Abstract

This is a prospective randomized study of the efficacy of steroid therapy in patients with severe head injury. One hundred patients were randomized into two equal groups: the steroid group received 5 mg/kg/day of methylprednisolone, and the nonsteroid group received no drug. The groups were similar in their clinical features. All patients received a standardized therapeutic regimen. The patients were also classified as early responders or nonresponders to the overall treatment protocol without regard to steroid administration, on the basis of change in Glasgow Coma Scale score during the first 3 days of admission. There was no statistically significant difference in the outcome of the steroid and nonsteroid group at 6 months.
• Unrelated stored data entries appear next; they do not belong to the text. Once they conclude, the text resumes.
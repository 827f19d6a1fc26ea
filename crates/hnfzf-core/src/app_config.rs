use std::net::SocketAddr;

#[derive(Debug, Clone, PartialEq, Eq)]
pub enum Environment {
    Development,
    Test,
    Production,
}

impl std::fmt::Display for Environment {
    fn fmt(&self, f: &mut std::fmt::Formatter<'_>) -> std::fmt::Result {
        match self {
            Environment::Development => write!(f, "development"),
            Environment::Test => write!(f, "test"),
            Environment::Production => write!(f, "production"),
        }
    }
}

#[derive(Clone)]
pub struct AppConfig {
    pub database_url: String,
    pub env: Environment,
    pub bind_addr: SocketAddr,
    pub log_level: String,
    pub cors_origins: Vec<String>,
    pub db_max_connections: u32,
    pub db_min_connections: u32,
    pub db_acquire_timeout_secs: u64,
    pub search_base_url: String,
    pub scraper_request_timeout_secs: u64,
    pub scraper_detail_timeout_secs: u64,
    pub scraper_user_agent: String,
    pub scraper_max_concurrent_detail_fetches: usize,
    pub image_cdn_hosts: Vec<String>,
}

impl std::fmt::Debug for AppConfig {
    fn fmt(&self, f: &mut std::fmt::Formatter<'_>) -> std::fmt::Result {
        f.debug_struct("AppConfig")
            .field("env", &self.env)
            .field("bind_addr", &self.bind_addr)
            .field("log_level", &self.log_level)
            .field("cors_origins", &self.cors_origins)
            .field("database_url", &"[redacted]")
            .field("db_max_connections", &self.db_max_connections)
            .field("db_min_connections", &self.db_min_connections)
            .field("db_acquire_timeout_secs", &self.db_acquire_timeout_secs)
            .field("search_base_url", &self.search_base_url)
            .field(
                "scraper_request_timeout_secs",
                &self.scraper_request_timeout_secs,
            )
            .field(
                "scraper_detail_timeout_secs",
                &self.scraper_detail_timeout_secs,
            )
            .field("scraper_user_agent", &self.scraper_user_agent)
            .field(
                "scraper_max_concurrent_detail_fetches",
                &self.scraper_max_concurrent_detail_fetches,
            )
            .field("image_cdn_hosts", &self.image_cdn_hosts)
            .finish()
    }
}
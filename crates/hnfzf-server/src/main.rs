mod api;
mod middleware;

use std::sync::Arc;

use hnfzf_scraper::{Ingestor, ScraperConfig};
use tracing_subscriber::EnvFilter;

use crate::api::{build_app, AppState};

#[tokio::main]
async fn main() -> anyhow::Result<()> {
    dotenvy::dotenv().ok();
    let config = hnfzf_core::load_app_config()?;
    let env_filter = EnvFilter::try_from_default_env()
        .or_else(|_| EnvFilter::try_new(config.log_level.clone()))?;
    tracing_subscriber::fmt().with_env_filter(env_filter).init();

    let pool_config = hnfzf_db::PoolConfig::from_app_config(&config);
    let pool = hnfzf_db::connect_pool(&config.database_url, pool_config).await?;
    let applied = hnfzf_db::run_migrations(&pool).await?;
    tracing::info!(applied, "database migrations complete");

    let ingestor = Ingestor::new(&ScraperConfig::from_app_config(&config))?;
    let app = build_app(
        AppState {
            pool,
            ingestor: Arc::new(ingestor),
        },
        &config.cors_origins,
    );

    let listener = tokio::net::TcpListener::bind(config.bind_addr).await?;
    tracing::info!(bind_addr = %config.bind_addr, env = %config.env, "hnfzf-server listening");
    axum::serve(listener, app)
        .with_graceful_shutdown(shutdown_signal())
        .await?;
    Ok(())
}

async fn shutdown_signal() {
    let ctrl_c = async {
        tokio::signal::ctrl_c()
            .await
            .expect("failed to listen for ctrl-c");
    };

    #[cfg(unix)]
    let terminate = async {
        tokio::signal::unix::signal(tokio::signal::unix::SignalKind::terminate())
            .expect("failed to install signal handler")
            .recv()
            .await;
    };

    #[cfg(not(unix))]
    let terminate = std::future::pending::<()>();

    tokio::select! {
        () = ctrl_c => {},
        () = terminate => {},
    }

    tracing::info!("received shutdown signal, starting graceful shutdown");
}
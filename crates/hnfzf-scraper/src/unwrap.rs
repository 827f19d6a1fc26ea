//! Unwrapping of URLs that carry another URL in a query parameter.
//!
//! Both the thumbnail resizing proxy (`f=`) and the search tracking redirect
//! (`url=`) follow this shape, so they share one decoder.

use percent_encoding::percent_decode_str;
use thiserror::Error;

#[derive(Debug, Error, PartialEq, Eq)]
pub enum UnwrapError {
    #[error("query parameter \"{0}\" is not present")]
    MissingParam(String),

    #[error("query parameter \"{param}\" is not valid percent-encoded UTF-8")]
    InvalidEncoding { param: String },

    #[error("query parameter \"{param}\" does not carry a URL: \"{value}\"")]
    NotAUrl { param: String, value: String },
}

/// Extracts and decodes the URL carried in `param` of `url`'s query string.
///
/// `url` may be absolute, protocol-relative, or a bare path; only its query
/// string is inspected. The first occurrence of `param` wins. A
/// protocol-relative result is returned with an `https:` scheme.
///
/// # Errors
///
/// - [`UnwrapError::MissingParam`] if the query has no `param` key.
/// - [`UnwrapError::InvalidEncoding`] if the value does not decode to UTF-8.
/// - [`UnwrapError::NotAUrl`] if the decoded value is not an http(s) or
///   protocol-relative URL.
pub fn unwrap_query_url(url: &str, param: &str) -> Result<String, UnwrapError> {
    let query = url
        .split_once('?')
        .map_or("", |(_, q)| q)
        .split('#')
        .next()
        .unwrap_or_default();

    // Scanned by hand rather than through `Url::query_pairs`: the input may be
    // a bare path, and `+` must stay literal in the carried URL.
    let raw = query
        .split('&')
        .find_map(|pair| {
            let (key, value) = pair.split_once('=').unwrap_or((pair, ""));
            (key == param).then_some(value)
        })
        .ok_or_else(|| UnwrapError::MissingParam(param.to_owned()))?;

    let mut decoded = decode(raw, param)?;
    // Some proxies encode the origin twice.
    if starts_with_ignore_case(&decoded, "http%3a") || starts_with_ignore_case(&decoded, "https%3a")
    {
        decoded = decode(&decoded, param)?;
    }

    let decoded = decoded.trim();
    if decoded.starts_with("//") {
        return Ok(format!("https:{decoded}"));
    }
    if starts_with_ignore_case(decoded, "http://") || starts_with_ignore_case(decoded, "https://") {
        return Ok(decoded.to_owned());
    }

    Err(UnwrapError::NotAUrl {
        param: param.to_owned(),
        value: decoded.to_owned(),
    })
}

fn decode(raw: &str, param: &str) -> Result<String, UnwrapError> {
    percent_decode_str(raw)
        .decode_utf8()
        .map(|s| s.into_owned())
        .map_err(|_| UnwrapError::InvalidEncoding {
            param: param.to_owned(),
        })
}

fn starts_with_ignore_case(value: &str, prefix: &str) -> bool {
    value
        .get(..prefix.len())
        .is_some_and(|head| head.eq_ignore_ascii_case(prefix))
}
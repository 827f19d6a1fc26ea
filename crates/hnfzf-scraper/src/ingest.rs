//! Ingestion: one search, then image resolution for every listing.

use std::time::Instant;

use futures::stream::{self, StreamExt};
use hnfzf_core::{EnrichedProduct, ProductSummary};

use crate::client::ScraperConfig;
use crate::error::ScraperError;
use crate::images::ImageResolver;
use crate::listing::ListingExtractor;

/// Runs the full search → image-resolution pipeline.
///
/// Holds no per-request state; one instance can serve concurrent requests.
pub struct Ingestor {
    listings: ListingExtractor,
    images: ImageResolver,
    max_concurrent_detail_fetches: usize,
}

impl Ingestor {
    /// # Errors
    ///
    /// Returns [`ScraperError::Http`] if either HTTP client cannot be built.
    pub fn new(config: &ScraperConfig) -> Result<Self, ScraperError> {
        Ok(Self {
            listings: ListingExtractor::new(config)?,
            images: ImageResolver::new(config)?,
            max_concurrent_detail_fetches: config.max_concurrent_detail_fetches.max(1),
        })
    }

    /// Searches for `search_term` and resolves images for every listing.
    ///
    /// Output order always matches the listing order on the results page,
    /// whatever order the detail pages answer in.
    ///
    /// # Errors
    ///
    /// Fails only when the search request itself fails; see
    /// [`ListingExtractor::extract_listings`]. Per-listing image failures
    /// degrade that listing's `images` instead.
    pub async fn ingest(&self, search_term: &str) -> Result<Vec<EnrichedProduct>, ScraperError> {
        let started = Instant::now();
        let summaries = self.listings.extract_listings(search_term).await?;
        let images = self.resolve_all(&summaries).await;

        let products: Vec<EnrichedProduct> = summaries
            .into_iter()
            .zip(images)
            .map(|(summary, images)| EnrichedProduct::new(summary, images))
            .collect();

        tracing::info!(
            search_term,
            listings = products.len(),
            elapsed_ms = u64::try_from(started.elapsed().as_millis()).unwrap_or(u64::MAX),
            "ingestion complete"
        );
        Ok(products)
    }

    /// Resolves images for each summary through a pool of at most
    /// `max_concurrent_detail_fetches` in-flight resolutions. Results are
    /// written back by listing index, so slot `i` belongs to `summaries[i]`.
    async fn resolve_all(&self, summaries: &[ProductSummary]) -> Vec<Vec<String>> {
        let mut slots: Vec<Option<Vec<String>>> = vec![None; summaries.len()];
        let resolver = &self.images;

        let lookups: Vec<_> = summaries
            .iter()
            .enumerate()
            .map(|(index, summary)| async move {
                let images = resolver
                    .resolve_images(&summary.detail_url, &summary.thumbnail_url)
                    .await;
                (index, images)
            })
            .collect();
        let mut resolved =
            stream::iter(lookups).buffer_unordered(self.max_concurrent_detail_fetches);

        while let Some((index, images)) = resolved.next().await {
            slots[index] = Some(images);
        }

        slots.into_iter().map(Option::unwrap_or_default).collect()
    }
}
mod db;
mod ingest;

use clap::{Parser, Subcommand};
use tracing_subscriber::EnvFilter;

const DEFAULT_SEARCH_TERM: &str = "WH1000XM4B";

#[derive(Debug, Parser)]
#[command(name = "hnfzf-cli")]
#[command(about = "hnfzf product search command line interface")]
struct Cli {
    #[command(subcommand)]
    command: Option<Commands>,
}

#[derive(Debug, Subcommand)]
enum Commands {
    /// Run one search and print the enriched listings as JSON
    Ingest {
        #[arg(default_value = DEFAULT_SEARCH_TERM)]
        term: String,
        /// Search endpoint base URL
        #[arg(long, env = "HNFZF_SEARCH_BASE_URL")]
        search_base_url: Option<String>,
        /// Detail pages fetched at once
        #[arg(long, env = "HNFZF_SCRAPER_MAX_CONCURRENT_DETAIL_FETCHES")]
        max_concurrent: Option<usize>,
    },
    /// Database maintenance
    Db {
        #[command(subcommand)]
        command: DbCommands,
    },
}

#[derive(Debug, Subcommand)]
enum DbCommands {
    /// Apply pending migrations
    Migrate,
    /// Check database connectivity
    Ping,
}

#[tokio::main]
async fn main() -> anyhow::Result<()> {
    dotenvy::dotenv().ok();
    // Logs go to stderr so `ingest` output stays pipeable JSON.
    tracing_subscriber::fmt()
        .with_env_filter(
            EnvFilter::try_from_default_env().unwrap_or_else(|_| EnvFilter::new("warn")),
        )
        .with_writer(std::io::stderr)
        .init();

    let cli = Cli::parse();
    match cli.command {
        Some(Commands::Ingest {
            term,
            search_base_url,
            max_concurrent,
        }) => ingest::run_ingest(&term, search_base_url, max_concurrent).await,
        Some(Commands::Db { command }) => match command {
            DbCommands::Migrate => db::run_migrate().await,
            DbCommands::Ping => db::run_ping().await,
        },
        None => {
            println!("hnfzf-cli ready; try `hnfzf-cli ingest {DEFAULT_SEARCH_TERM}`");
            Ok(())
        }
    }
}
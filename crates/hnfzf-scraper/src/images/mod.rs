//! Full-size image resolution for a single listing.
//!
//! Two independent strategies run in a fixed order:
//! 1. thumbnail variants ([`thumbnail`]): no network, derived from the
//!    listing's thumbnail-proxy URL;
//! 2. detail-page gallery ([`gallery`]): one GET to the product page behind
//!    the listing's tracking redirect.
//!
//! Resolution never fails. A failed or timed-out detail fetch is logged and
//! the listing keeps whatever the thumbnail strategy produced.

mod gallery;
mod thumbnail;

use std::collections::HashSet;

use reqwest::Client;

use crate::client::{build_detail_client, extract_origin, fetch_html, ScraperConfig};
use crate::error::ScraperError;
use crate::unwrap::unwrap_query_url;

/// Query parameter carrying the real product page on tracking redirects.
const REDIRECT_PARAM: &str = "url";

#[derive(Debug, Clone, Copy, PartialEq, Eq)]
enum CandidateSource {
    ThumbnailVariant,
    DetailGallery,
}

#[derive(Debug, Clone)]
struct ImageCandidate {
    url: String,
    source: CandidateSource,
}

/// Resolves the full-size image set for listings.
pub struct ImageResolver {
    client: Client,
    listing_origin: String,
    cdn_hosts: Vec<String>,
}

impl ImageResolver {
    /// # Errors
    ///
    /// Returns [`ScraperError::Http`] if the detail-page HTTP client cannot be
    /// built.
    pub fn new(config: &ScraperConfig) -> Result<Self, ScraperError> {
        Ok(Self {
            client: build_detail_client(config)?,
            listing_origin: extract_origin(&config.search_base_url),
            cdn_hosts: config.image_cdn_hosts.clone(),
        })
    }

    /// Absolute, deduplicated image URLs for one listing: thumbnail-derived
    /// candidates first, then detail-page gallery images.
    pub async fn resolve_images(&self, detail_url: &str, thumbnail_url: &str) -> Vec<String> {
        let mut candidates: Vec<ImageCandidate> =
            thumbnail::thumbnail_candidates(thumbnail_url, &self.listing_origin, &self.cdn_hosts)
                .into_iter()
                .map(|url| ImageCandidate {
                    url,
                    source: CandidateSource::ThumbnailVariant,
                })
                .collect();

        if let Some(destination) = detail_destination(detail_url) {
            match self.fetch_gallery(&destination).await {
                Ok(urls) => candidates.extend(urls.into_iter().map(|url| ImageCandidate {
                    url,
                    source: CandidateSource::DetailGallery,
                })),
                Err(e) => {
                    tracing::warn!(
                        destination = %destination,
                        error = %e,
                        "detail page image scrape failed, keeping thumbnail images"
                    );
                }
            }
        }

        let images = dedup_candidates(candidates);
        tracing::trace!(detail_url, images = images.len(), "resolved listing images");
        images
    }

    async fn fetch_gallery(&self, destination: &str) -> Result<Vec<String>, ScraperError> {
        let html = fetch_html(&self.client, destination).await?;
        Ok(gallery::gallery_candidates(
            &html,
            &extract_origin(destination),
        ))
    }
}

/// The product page behind a tracking redirect, or `None` when the detail URL
/// carries no usable `url` parameter.
fn detail_destination(detail_url: &str) -> Option<String> {
    if detail_url.trim().is_empty() {
        return None;
    }
    match unwrap_query_url(detail_url, REDIRECT_PARAM) {
        Ok(destination) => Some(destination),
        Err(e) => {
            tracing::debug!(detail_url, error = %e, "no detail page destination");
            None
        }
    }
}

/// Removes exact-string duplicates, keeping the first occurrence.
fn dedup_candidates(candidates: Vec<ImageCandidate>) -> Vec<String> {
    let mut seen = HashSet::with_capacity(candidates.len());
    let mut images = Vec::with_capacity(candidates.len());
    let mut gallery_dupes = 0usize;

    for candidate in candidates {
        if seen.insert(candidate.url.clone()) {
            images.push(candidate.url);
        } else if candidate.source == CandidateSource::DetailGallery {
            gallery_dupes += 1;
        }
    }

    if gallery_dupes > 0 {
        tracing::trace!(gallery_dupes, "dropped duplicate gallery images");
    }
    images
}

#[cfg(test)]
mod tests {
    use super::*;

    fn candidate(url: &str, source: CandidateSource) -> ImageCandidate {
        ImageCandidate {
            url: url.to_owned(),
            source,
        }
    }

    #[test]
    fn dedup_keeps_first_occurrence_order() {
        let got = dedup_candidates(vec![
            candidate("https://a/1.jpg", CandidateSource::ThumbnailVariant),
            candidate("https://a/2.jpg", CandidateSource::ThumbnailVariant),
            candidate("https://a/1.jpg", CandidateSource::DetailGallery),
            candidate("https://a/3.jpg", CandidateSource::DetailGallery),
            candidate("https://a/2.jpg", CandidateSource::DetailGallery),
            candidate("https://a/3.jpg", CandidateSource::DetailGallery),
        ]);
        assert_eq!(got, vec!["https://a/1.jpg", "https://a/2.jpg", "https://a/3.jpg"]);
    }

    #[test]
    fn dedup_is_exact_string_match() {
        let got = dedup_candidates(vec![
            candidate("https://a/1.jpg", CandidateSource::ThumbnailVariant),
            candidate("https://a/1.jpg?w=300&h=300", CandidateSource::ThumbnailVariant),
            candidate("https://A/1.jpg", CandidateSource::DetailGallery),
        ]);
        assert_eq!(got.len(), 3);
    }

    #[test]
    fn detail_destination_unwraps_redirect() {
        assert_eq!(
            detail_destination("https://track.example/r?url=https%3A%2F%2Fshop.example%2Fp.html")
                .as_deref(),
            Some("https://shop.example/p.html")
        );
    }

    #[test]
    fn detail_destination_absent_without_param() {
        assert_eq!(detail_destination("https://shop.example/p.html"), None);
        assert_eq!(detail_destination(""), None);
        assert_eq!(detail_destination("/r?url=%%%"), None);
    }
}
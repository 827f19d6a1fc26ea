mod flags;
mod products;

use std::sync::Arc;

use axum::{
    extract::State,
    http::{header, HeaderName, HeaderValue, Method, StatusCode},
    response::IntoResponse,
    routing::{get, put},
    Extension, Json, Router,
};
use chrono::{DateTime, Utc};
use hnfzf_scraper::{Ingestor, ScraperError};
use serde::Serialize;
use sqlx::PgPool;
use tower::ServiceBuilder;
use tower_http::{
    cors::{AllowOrigin, CorsLayer},
    trace::TraceLayer,
};

use crate::middleware::{request_id, RequestId, REQUEST_ID_HEADER};

/// Longest SKU, product code or flag type name accepted on any route.
const MAX_KEY_CHARS: usize = 100;

#[derive(Clone)]
pub struct AppState {
    pub pool: PgPool,
    pub ingestor: Arc<Ingestor>,
}

#[derive(Debug, Serialize)]
pub struct ApiResponse<T: Serialize> {
    pub data: T,
    pub meta: ResponseMeta,
}

#[derive(Debug, Serialize)]
pub struct ResponseMeta {
    pub request_id: String,
    pub timestamp: DateTime<Utc>,
}

#[derive(Debug, Serialize)]
pub struct ApiError {
    pub error: ErrorBody,
    pub meta: ResponseMeta,
}

#[derive(Debug, Serialize)]
pub struct ErrorBody {
    pub code: String,
    pub message: String,
}

#[derive(Debug, Serialize, PartialEq, Eq)]
struct HealthData {
    status: &'static str,
    database: &'static str,
}

impl ResponseMeta {
    pub(super) fn new(request_id: String) -> Self {
        Self {
            request_id,
            timestamp: Utc::now(),
        }
    }
}

impl ApiError {
    pub fn new(
        request_id: impl Into<String>,
        code: impl Into<String>,
        message: impl Into<String>,
    ) -> Self {
        Self {
            error: ErrorBody {
                code: code.into(),
                message: message.into(),
            },
            meta: ResponseMeta::new(request_id.into()),
        }
    }
}

impl IntoResponse for ApiError {
    fn into_response(self) -> axum::response::Response {
        let status = match self.error.code.as_str() {
            "not_found" => StatusCode::NOT_FOUND,
            "validation_error" => StatusCode::BAD_REQUEST,
            "conflict" => StatusCode::CONFLICT,
            "upstream_error" => StatusCode::BAD_GATEWAY,
            _ => StatusCode::INTERNAL_SERVER_ERROR,
        };
        (status, Json(self)).into_response()
    }
}

pub(super) fn map_db_error(request_id: String, error: &hnfzf_db::DbError) -> ApiError {
    match error {
        hnfzf_db::DbError::Duplicate { .. } => {
            ApiError::new(request_id, "conflict", error.to_string())
        }
        _ => {
            tracing::error!(error = %error, "database query failed");
            ApiError::new(request_id, "internal_error", "database query failed")
        }
    }
}

pub(super) fn map_scraper_error(request_id: String, error: &ScraperError) -> ApiError {
    if error.is_fetch_error() {
        tracing::warn!(error = %error, "product search upstream failed");
        ApiError::new(request_id, "upstream_error", "product search is unavailable")
    } else {
        tracing::error!(error = %error, "product search failed");
        ApiError::new(request_id, "internal_error", "product search failed")
    }
}

/// Trims `value` and checks it is 1 to [`MAX_KEY_CHARS`] characters.
pub(super) fn validate_key<'a>(
    request_id: &str,
    field: &str,
    value: &'a str,
) -> Result<&'a str, ApiError> {
    let trimmed = value.trim();
    if trimmed.is_empty() || trimmed.chars().count() > MAX_KEY_CHARS {
        return Err(ApiError::new(
            request_id,
            "validation_error",
            format!("{field} must be 1–{MAX_KEY_CHARS} non-blank characters"),
        ));
    }
    Ok(trimmed)
}

fn build_cors(origins: &[String]) -> CorsLayer {
    let allowed: Vec<HeaderValue> = origins
        .iter()
        .filter_map(|origin| match HeaderValue::from_str(origin) {
            Ok(value) => Some(value),
            Err(_) => {
                tracing::warn!(origin = %origin, "ignoring invalid CORS origin");
                None
            }
        })
        .collect();

    CorsLayer::new()
        .allow_origin(AllowOrigin::list(allowed))
        .allow_methods([Method::GET, Method::POST, Method::PUT, Method::DELETE])
        .allow_headers([
            header::CONTENT_TYPE,
            HeaderName::from_static(REQUEST_ID_HEADER),
        ])
}

pub fn build_app(state: AppState, cors_origins: &[String]) -> Router {
    Router::new()
        .route("/api/health", get(health))
        .route("/api/product/{code}", get(products::get_products))
        .route("/api/flags/{sku}", get(flags::list_flags))
        .route(
            "/api/flags/{sku}/{flag_type}",
            put(flags::upsert_flag).delete(flags::delete_flag),
        )
        .route(
            "/api/flag-types",
            get(flags::list_flag_types).post(flags::create_flag_type),
        )
        .layer(
            ServiceBuilder::new()
                .layer(TraceLayer::new_for_http())
                .layer(build_cors(cors_origins))
                .layer(axum::middleware::from_fn(request_id)),
        )
        .with_state(state)
}

async fn health(
    State(state): State<AppState>,
    Extension(req_id): Extension<RequestId>,
) -> impl IntoResponse {
    let meta = ResponseMeta::new(req_id.0);

    match hnfzf_db::health_check(&state.pool).await {
        Ok(()) => (
            StatusCode::OK,
            Json(ApiResponse {
                data: HealthData {
                    status: "ok",
                    database: "ok",
                },
                meta,
            }),
        ),
        Err(e) => {
            tracing::warn!(error = %e, "health check: database unavailable");
            (
                StatusCode::SERVICE_UNAVAILABLE,
                Json(ApiResponse {
                    data: HealthData {
                        status: "degraded",
                        database: "unavailable",
                    },
                    meta,
                }),
            )
        }
    }
}

#[cfg(test)]
#[path = "api_test.rs"]
mod tests;
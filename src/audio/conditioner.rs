//! Per-chunk denoising and int16 quantization of captured audio.

/// Low-pass smoothing factor.
pub const SMOOTHING_ALPHA: f32 = 0.12;
/// Smoothed magnitudes below this are forced to zero.
pub const NOISE_GATE_THRESHOLD: f32 = 0.015;

/// One-pole low-pass followed by a hard noise gate and PCM16 quantization.
///
/// Each call starts from a zero filter state, so the same input always
/// produces the same output.
#[derive(Debug, Clone, Copy)]
pub struct SignalConditioner {
    alpha: f32,
    gate: f32,
}

impl Default for SignalConditioner {
    fn default() -> Self {
        Self {
            alpha: SMOOTHING_ALPHA,
            gate: NOISE_GATE_THRESHOLD,
        }
    }
}

impl SignalConditioner {
    pub fn process(&self, samples: &[f32]) -> Vec<i16> {
        let mut smooth = 0.0_f32;
        samples
            .iter()
            .map(|&raw| {
                smooth += self.alpha * (raw - smooth);
                let gated = if smooth.abs() < self.gate { 0.0 } else { smooth };
                quantize(gated)
            })
            .collect()
    }
}

/// `clamp(round(x * 32768), -32768, 32767)`; NaN maps to silence.
pub fn quantize(sample: f32) -> i16 {
    if sample.is_nan() {
        return 0;
    }
    (sample * 32768.0).round().clamp(-32768.0, 32767.0) as i16
}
Of the responders who were on steroids, 74% had good outcomes or were disabled, compared with 56% of the responders who did not receive steroids. In the nonresponder group, the patients on steroids were actually associated with a worse outcome than those who did not receive steroids: 75% of the nonresponders who received steroids were dead or vegetative, compared to 56% of those who were not receiving steroids. The data suggest that: 1) the effect of steroids may be different for different patient groups; 2) in order to identify these patients, a sensitive coma scale is needed; and 3) a rational approach to steroid therapy in head-injured patients may be to start all patients on steroids, but to discontinue their use in patients identified as not benefiting from steroid therapy.